═════ DATASET CONTENT ═════

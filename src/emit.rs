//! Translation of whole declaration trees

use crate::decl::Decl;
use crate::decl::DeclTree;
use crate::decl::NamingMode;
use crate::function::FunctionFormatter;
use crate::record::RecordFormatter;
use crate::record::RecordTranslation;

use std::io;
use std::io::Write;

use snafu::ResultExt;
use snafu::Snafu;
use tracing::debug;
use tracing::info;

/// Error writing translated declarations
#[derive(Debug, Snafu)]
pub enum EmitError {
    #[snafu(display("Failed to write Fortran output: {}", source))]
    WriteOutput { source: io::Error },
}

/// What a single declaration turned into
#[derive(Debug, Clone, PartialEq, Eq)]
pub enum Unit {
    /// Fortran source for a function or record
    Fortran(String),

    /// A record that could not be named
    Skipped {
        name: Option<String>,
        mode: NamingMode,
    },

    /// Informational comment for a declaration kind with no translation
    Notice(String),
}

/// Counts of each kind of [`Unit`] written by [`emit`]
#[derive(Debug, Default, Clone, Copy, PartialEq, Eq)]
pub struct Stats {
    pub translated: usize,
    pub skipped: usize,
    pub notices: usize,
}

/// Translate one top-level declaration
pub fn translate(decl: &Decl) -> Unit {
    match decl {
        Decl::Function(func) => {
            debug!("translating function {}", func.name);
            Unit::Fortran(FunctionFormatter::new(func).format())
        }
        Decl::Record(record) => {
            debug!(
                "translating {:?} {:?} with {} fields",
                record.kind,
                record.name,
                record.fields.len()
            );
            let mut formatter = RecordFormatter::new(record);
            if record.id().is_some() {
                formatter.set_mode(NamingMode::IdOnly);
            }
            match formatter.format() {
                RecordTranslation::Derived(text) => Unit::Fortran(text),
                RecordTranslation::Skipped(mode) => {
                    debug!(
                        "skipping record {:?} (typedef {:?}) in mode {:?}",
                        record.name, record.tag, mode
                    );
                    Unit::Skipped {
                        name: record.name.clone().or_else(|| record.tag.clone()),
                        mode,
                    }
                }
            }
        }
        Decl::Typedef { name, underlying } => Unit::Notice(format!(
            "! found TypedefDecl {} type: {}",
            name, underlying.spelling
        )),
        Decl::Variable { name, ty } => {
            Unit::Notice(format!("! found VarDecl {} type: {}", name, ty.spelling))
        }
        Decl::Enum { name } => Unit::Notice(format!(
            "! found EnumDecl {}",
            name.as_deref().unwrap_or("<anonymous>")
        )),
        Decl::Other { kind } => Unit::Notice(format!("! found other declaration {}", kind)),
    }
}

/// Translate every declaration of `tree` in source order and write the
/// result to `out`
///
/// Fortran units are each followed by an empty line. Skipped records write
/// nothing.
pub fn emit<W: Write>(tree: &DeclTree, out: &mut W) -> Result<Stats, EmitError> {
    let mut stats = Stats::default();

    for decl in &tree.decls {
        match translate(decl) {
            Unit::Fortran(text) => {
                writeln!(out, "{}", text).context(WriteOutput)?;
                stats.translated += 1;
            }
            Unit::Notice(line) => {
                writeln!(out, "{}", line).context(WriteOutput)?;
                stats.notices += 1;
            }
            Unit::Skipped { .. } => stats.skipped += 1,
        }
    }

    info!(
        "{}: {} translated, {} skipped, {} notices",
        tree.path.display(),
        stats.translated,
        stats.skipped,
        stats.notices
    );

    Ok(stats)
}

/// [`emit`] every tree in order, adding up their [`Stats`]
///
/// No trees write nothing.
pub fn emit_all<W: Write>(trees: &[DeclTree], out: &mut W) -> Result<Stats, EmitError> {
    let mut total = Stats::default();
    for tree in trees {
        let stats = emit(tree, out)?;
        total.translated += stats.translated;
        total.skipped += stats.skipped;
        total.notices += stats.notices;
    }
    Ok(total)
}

═════

Please copy each line above exactly as written.

* **OUTPUT FOR THIS EXERCISE**
filename src/emit.rs
//! Translation of whole declaration trees

use crate::decl::Decl;
use crate::decl::DeclTree;
use crate::decl::NamingMode;
use crate::function::FunctionFormatter;
use crate::record::RecordFormatter;
use crate::record::RecordTranslation;

use std::io;
use std::io::Write;

use snafu::ResultExt;
use snafu::Snafu;
use tracing::debug;
use tracing::info;

/// Error writing translated declarations
#[derive(Debug, Snafu)]
pub enum EmitError {
    #[snafu(display("Failed to write Fortran output: {}", source))]
    WriteOutput { source: io::Error },
}

/// What a single declaration turned into
#[derive(Debug, Clone, PartialEq, Eq)]
pub enum Unit {
    /// Fortran source for a function or record
    Fortran(String),

    /// A record that could not be named
    Skipped {
        name: Option<String>,
        mode: NamingMode,
    },

    /// Informational comment for a declaration kind with no translation
    Notice(String),
}

/// Counts of each kind of [`Unit`] written by [`emit`]
#[derive(Debug, Default, Clone, Copy, PartialEq, Eq)]
pub struct Stats {
    pub translated: usize,
    pub skipped: usize,
    pub notices: usize,
}

/// Translate one top-level declaration
pub fn translate(decl: &Decl) -> Unit {
    match decl {
        Decl::Function(func) => {
            debug!("translating function {}", func.name);
            Unit::Fortran(FunctionFormatter::new(func).format())
        }
        Decl::Record(record) => {
            debug!(
                "translating {:?} {:?} with {} fields",
                record.kind,
                record.name,
                record.fields.len()
            );
            let mut formatter = RecordFormatter::new(record);
            if record.id().is_some() {
                formatter.set_mode(NamingMode::IdOnly);
            }
            match formatter.format() {
                RecordTranslation::Derived(text) => Unit::Fortran(text),
                RecordTranslation::Skipped(mode) => {
                    debug!(
                        "skipping record {:?} (typedef {:?}) in mode {:?}",
                        record.name, record.tag, mode
                    );
                    Unit::Skipped {
                        name: record.name.clone().or_else(|| record.tag.clone()),
                        mode,
                    }
                }
            }
        }
        Decl::Typedef { name, underlying } => Unit::Notice(format!(
            "! found TypedefDecl {} type: {}",
            name, underlying.spelling
        )),
        Decl::Variable { name, ty } => {
            Unit::Notice(format!("! found VarDecl {} type: {}", name, ty.spelling))
        }
        Decl::Enum { name } => Unit::Notice(format!(
            "! found EnumDecl {}",
            name.as_deref().unwrap_or("<anonymous>")
        )),
        Decl::Other { kind } => Unit::Notice(format!("! found other declaration {}", kind)),
    }
}

/// Translate every declaration of `tree` in source order and write the
/// result to `out`
///
/// Fortran units are each followed by an empty line. Skipped records write
/// nothing.
pub fn emit<W: Write>(tree: &DeclTree, out: &mut W) -> Result<Stats, EmitError> {
    let mut stats = Stats::default();

    for decl in &tree.decls {
        match translate(decl) {
            Unit::Fortran(text) => {
                writeln!(out, "{}", text).context(WriteOutput)?;
                stats.translated += 1;
            }
            Unit::Notice(line) => {
                writeln!(out, "{}", line).context(WriteOutput)?;
                stats.notices += 1;
            }
            Unit::Skipped { .. } => stats.skipped += 1,
        }
    }

    info!(
        "{}: {} translated, {} skipped, {} notices",
        tree.path.display(),
        stats.translated,
        stats.skipped,
        stats.notices
    );

    Ok(stats)
}

/// [`emit`] every tree in order, adding up their [`Stats`]
///
/// No trees write nothing.
pub fn emit_all<W: Write>(trees: &[DeclTree], out: &mut W) -> Result<Stats, EmitError> {
    let mut total = Stats::default();
    for tree in trees {
        let stats = emit(tree, out)?;
        total.translated += stats.translated;
        total.skipped += stats.skipped;
        total.notices += stats.notices;
    }
    Ok(total)
}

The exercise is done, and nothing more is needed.